### Problem requirements
Please return the lines of the data below, word for word, from the first line through the line containing "POSTs to a URL".

### Data provided

□ □ □ □ □

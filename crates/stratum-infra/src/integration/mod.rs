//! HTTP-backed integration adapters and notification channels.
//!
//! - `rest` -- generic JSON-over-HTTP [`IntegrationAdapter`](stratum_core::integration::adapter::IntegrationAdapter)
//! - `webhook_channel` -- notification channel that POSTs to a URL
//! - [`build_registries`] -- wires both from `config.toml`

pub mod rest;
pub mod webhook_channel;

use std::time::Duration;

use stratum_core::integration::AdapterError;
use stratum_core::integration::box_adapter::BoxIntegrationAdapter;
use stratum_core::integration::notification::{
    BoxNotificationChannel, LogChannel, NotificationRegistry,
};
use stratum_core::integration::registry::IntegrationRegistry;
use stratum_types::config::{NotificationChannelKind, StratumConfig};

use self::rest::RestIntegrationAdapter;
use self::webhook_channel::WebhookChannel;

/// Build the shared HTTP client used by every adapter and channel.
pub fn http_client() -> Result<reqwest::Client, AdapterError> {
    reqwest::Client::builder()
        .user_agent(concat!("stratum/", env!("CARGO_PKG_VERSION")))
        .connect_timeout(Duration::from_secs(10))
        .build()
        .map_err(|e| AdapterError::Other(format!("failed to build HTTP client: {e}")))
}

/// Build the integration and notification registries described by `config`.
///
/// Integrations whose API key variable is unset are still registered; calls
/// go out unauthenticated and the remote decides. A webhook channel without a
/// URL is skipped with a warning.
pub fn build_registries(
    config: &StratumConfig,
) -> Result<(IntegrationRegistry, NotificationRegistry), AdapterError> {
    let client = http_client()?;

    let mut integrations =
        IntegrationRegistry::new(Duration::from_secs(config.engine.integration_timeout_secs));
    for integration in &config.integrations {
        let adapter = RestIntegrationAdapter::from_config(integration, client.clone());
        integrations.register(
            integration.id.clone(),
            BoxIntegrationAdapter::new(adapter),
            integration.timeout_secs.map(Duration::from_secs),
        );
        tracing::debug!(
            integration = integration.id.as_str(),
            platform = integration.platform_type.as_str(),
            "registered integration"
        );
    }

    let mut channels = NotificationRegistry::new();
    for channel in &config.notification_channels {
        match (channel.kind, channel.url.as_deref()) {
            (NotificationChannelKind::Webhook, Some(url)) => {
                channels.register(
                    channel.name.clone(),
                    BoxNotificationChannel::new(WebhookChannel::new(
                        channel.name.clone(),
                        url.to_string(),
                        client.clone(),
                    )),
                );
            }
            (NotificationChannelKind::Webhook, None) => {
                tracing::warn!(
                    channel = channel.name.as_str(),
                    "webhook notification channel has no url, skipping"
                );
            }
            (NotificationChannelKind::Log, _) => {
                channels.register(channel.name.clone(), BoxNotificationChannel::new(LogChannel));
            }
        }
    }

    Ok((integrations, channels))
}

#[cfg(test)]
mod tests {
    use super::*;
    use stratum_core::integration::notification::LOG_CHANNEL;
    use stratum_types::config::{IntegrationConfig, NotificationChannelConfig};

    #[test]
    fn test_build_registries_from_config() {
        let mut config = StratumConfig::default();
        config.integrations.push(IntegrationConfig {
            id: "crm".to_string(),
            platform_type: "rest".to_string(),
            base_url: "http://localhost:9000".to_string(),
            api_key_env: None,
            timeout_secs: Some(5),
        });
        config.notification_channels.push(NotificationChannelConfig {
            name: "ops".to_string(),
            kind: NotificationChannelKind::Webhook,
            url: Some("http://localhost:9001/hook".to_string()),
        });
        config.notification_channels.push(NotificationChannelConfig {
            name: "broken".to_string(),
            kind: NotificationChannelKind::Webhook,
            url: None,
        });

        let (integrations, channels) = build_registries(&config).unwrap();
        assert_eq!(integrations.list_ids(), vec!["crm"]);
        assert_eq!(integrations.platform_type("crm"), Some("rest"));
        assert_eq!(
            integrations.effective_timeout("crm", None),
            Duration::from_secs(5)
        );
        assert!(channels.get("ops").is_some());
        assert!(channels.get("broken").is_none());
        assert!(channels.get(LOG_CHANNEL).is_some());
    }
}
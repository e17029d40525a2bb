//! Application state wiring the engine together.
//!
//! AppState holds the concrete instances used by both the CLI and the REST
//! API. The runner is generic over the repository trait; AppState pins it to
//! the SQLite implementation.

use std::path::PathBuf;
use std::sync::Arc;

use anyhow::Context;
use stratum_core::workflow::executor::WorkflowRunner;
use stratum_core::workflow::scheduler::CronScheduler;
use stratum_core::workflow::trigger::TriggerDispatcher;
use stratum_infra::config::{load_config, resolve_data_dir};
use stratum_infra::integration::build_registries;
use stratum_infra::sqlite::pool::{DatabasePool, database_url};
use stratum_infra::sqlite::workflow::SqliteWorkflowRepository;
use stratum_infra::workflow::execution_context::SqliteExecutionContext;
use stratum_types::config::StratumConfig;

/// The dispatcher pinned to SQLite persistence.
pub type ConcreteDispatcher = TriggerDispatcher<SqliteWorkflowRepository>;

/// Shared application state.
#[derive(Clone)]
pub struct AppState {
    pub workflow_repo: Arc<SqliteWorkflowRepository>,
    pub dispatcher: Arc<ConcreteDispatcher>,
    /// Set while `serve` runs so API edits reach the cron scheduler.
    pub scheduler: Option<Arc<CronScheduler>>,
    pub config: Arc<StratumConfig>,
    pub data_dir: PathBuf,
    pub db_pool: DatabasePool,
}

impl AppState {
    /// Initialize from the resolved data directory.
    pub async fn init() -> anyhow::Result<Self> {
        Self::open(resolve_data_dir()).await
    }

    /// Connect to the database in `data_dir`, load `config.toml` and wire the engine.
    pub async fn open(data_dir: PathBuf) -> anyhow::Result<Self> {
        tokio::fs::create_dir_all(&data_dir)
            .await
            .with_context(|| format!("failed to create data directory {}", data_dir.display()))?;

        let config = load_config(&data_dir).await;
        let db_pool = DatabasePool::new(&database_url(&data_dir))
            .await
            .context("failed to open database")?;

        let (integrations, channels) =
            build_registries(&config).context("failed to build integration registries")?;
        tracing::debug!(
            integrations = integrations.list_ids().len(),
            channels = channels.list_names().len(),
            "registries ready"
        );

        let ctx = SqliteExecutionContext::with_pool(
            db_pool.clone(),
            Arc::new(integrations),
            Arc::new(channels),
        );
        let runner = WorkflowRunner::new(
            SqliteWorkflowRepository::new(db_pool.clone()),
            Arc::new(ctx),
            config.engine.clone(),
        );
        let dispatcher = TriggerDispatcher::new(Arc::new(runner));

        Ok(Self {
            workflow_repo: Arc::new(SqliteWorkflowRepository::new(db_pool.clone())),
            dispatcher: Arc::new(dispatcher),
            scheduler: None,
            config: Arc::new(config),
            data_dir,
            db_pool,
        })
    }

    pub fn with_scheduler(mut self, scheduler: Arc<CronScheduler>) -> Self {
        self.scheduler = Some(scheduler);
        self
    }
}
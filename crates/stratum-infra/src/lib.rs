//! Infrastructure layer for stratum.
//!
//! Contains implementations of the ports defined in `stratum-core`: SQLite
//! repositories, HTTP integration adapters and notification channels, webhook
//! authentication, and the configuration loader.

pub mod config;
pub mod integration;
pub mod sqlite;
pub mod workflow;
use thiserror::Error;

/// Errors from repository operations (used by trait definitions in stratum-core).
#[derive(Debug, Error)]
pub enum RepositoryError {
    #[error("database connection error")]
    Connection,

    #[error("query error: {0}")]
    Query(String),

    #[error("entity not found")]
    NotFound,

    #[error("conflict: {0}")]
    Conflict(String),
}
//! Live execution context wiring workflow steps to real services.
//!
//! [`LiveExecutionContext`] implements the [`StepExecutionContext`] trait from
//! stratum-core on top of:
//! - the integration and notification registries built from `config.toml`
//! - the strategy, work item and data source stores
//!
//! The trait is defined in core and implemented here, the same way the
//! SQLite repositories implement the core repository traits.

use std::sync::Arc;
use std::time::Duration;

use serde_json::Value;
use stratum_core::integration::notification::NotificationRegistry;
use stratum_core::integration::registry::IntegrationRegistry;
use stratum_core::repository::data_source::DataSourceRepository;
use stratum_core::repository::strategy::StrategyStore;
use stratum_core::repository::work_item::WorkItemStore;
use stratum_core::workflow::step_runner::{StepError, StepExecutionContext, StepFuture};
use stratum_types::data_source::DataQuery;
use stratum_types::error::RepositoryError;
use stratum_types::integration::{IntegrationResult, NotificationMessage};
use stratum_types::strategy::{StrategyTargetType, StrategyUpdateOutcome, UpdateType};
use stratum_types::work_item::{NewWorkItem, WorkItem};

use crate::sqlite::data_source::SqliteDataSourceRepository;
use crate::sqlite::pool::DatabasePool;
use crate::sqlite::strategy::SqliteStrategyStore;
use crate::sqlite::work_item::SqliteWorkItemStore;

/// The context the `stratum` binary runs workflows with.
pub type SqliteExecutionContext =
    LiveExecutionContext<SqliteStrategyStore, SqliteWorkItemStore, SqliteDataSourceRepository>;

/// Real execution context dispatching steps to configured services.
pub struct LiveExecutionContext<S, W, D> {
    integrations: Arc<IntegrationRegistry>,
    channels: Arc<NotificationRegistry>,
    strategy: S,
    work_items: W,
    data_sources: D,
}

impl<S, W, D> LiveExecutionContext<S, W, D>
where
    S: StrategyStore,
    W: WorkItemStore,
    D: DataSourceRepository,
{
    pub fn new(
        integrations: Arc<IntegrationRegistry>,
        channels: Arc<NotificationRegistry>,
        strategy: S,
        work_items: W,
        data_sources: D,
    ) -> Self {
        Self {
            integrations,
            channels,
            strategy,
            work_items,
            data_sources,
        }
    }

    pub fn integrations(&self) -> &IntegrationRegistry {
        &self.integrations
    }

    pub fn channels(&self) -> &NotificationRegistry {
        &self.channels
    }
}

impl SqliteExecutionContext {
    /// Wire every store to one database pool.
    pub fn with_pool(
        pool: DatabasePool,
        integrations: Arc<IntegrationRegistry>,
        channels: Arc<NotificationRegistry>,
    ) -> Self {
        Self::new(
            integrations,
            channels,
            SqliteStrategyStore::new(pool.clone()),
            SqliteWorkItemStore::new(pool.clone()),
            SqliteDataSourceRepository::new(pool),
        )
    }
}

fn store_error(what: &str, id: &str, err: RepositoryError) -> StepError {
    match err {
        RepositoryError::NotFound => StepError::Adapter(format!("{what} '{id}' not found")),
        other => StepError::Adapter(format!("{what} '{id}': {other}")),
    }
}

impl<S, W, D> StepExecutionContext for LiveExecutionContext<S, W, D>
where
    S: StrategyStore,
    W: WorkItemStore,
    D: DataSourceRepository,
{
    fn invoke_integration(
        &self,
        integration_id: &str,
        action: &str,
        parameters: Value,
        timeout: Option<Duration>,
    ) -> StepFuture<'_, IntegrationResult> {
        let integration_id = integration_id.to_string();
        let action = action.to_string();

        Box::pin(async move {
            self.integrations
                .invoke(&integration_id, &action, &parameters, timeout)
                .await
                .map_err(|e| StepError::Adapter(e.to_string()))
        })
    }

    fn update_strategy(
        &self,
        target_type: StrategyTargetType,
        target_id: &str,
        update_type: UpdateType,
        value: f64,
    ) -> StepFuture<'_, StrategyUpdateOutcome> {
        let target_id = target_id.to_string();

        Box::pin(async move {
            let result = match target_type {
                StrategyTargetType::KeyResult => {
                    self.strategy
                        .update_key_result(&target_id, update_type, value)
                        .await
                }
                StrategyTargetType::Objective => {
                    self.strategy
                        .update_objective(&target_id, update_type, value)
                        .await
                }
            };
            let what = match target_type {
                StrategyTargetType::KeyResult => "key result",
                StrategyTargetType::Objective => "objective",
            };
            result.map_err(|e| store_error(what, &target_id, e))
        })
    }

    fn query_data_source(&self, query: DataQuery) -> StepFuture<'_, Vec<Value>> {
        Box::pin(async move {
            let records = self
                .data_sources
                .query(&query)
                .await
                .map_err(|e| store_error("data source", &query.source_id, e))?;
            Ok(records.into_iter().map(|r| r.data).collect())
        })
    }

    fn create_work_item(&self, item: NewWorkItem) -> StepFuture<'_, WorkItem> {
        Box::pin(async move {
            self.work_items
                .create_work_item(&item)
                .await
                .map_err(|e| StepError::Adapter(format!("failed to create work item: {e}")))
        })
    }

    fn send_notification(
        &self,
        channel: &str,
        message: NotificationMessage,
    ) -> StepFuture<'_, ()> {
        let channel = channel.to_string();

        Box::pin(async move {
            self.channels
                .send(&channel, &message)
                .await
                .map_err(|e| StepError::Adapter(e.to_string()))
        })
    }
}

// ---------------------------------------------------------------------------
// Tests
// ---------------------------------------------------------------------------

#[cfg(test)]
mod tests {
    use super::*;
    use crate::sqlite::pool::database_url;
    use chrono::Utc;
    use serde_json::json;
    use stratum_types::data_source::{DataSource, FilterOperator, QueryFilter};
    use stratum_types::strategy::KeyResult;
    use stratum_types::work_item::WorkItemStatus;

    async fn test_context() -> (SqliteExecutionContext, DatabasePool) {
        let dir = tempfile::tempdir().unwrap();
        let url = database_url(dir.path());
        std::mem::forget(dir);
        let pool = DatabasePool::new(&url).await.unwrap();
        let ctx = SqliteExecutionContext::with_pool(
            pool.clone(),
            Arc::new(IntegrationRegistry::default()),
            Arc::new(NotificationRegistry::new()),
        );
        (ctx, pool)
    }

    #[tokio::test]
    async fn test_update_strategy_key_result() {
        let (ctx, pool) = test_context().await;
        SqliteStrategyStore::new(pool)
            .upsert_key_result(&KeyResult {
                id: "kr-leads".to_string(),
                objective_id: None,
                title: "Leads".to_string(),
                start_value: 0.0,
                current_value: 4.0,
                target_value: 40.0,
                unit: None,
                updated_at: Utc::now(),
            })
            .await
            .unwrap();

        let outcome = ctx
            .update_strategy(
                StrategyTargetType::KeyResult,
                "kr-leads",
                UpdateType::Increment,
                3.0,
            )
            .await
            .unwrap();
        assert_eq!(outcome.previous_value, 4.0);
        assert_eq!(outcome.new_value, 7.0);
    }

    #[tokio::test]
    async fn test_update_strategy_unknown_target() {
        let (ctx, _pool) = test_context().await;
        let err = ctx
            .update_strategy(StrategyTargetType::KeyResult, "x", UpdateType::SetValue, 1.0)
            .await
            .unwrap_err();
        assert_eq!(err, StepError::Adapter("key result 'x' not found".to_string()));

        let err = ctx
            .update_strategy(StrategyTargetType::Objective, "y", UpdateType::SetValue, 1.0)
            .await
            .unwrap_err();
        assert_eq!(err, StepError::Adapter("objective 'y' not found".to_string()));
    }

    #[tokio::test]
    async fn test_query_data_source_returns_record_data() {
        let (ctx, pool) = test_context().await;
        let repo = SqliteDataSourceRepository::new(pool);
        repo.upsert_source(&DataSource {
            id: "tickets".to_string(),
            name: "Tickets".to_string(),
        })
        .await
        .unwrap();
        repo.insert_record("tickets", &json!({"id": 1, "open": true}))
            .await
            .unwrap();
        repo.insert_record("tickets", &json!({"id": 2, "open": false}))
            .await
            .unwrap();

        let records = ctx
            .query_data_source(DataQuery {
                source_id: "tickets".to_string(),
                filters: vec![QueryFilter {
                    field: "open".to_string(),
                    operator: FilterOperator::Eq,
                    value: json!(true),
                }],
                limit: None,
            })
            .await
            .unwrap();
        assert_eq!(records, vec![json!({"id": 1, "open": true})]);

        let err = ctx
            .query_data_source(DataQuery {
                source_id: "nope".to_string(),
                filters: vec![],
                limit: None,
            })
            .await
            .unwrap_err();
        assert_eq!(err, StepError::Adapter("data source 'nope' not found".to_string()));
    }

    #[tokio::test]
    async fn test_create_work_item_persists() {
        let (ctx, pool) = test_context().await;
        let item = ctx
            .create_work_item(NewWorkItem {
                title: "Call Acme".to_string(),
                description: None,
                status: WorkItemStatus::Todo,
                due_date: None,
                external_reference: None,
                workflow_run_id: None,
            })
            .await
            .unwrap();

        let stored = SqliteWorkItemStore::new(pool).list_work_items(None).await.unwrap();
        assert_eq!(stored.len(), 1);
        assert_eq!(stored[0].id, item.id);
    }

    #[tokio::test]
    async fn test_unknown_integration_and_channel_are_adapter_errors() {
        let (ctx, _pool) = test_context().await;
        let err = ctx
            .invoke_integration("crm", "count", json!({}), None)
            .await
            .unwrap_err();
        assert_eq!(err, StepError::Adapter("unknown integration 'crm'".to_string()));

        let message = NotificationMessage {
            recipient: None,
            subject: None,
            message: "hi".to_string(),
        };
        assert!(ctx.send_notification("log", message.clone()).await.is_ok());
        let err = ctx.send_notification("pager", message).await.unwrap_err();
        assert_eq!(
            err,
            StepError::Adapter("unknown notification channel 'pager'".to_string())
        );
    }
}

□ □ □ □ □

### Answer to this exercise
filename crates/stratum-infra/src/integration/mod.rs
//! HTTP-backed integration adapters and notification channels.
//!
//! - `rest` -- generic JSON-over-HTTP [`IntegrationAdapter`](stratum_core::integration::adapter::IntegrationAdapter)
//! - `webhook_channel` -- notification channel that POSTs to a URL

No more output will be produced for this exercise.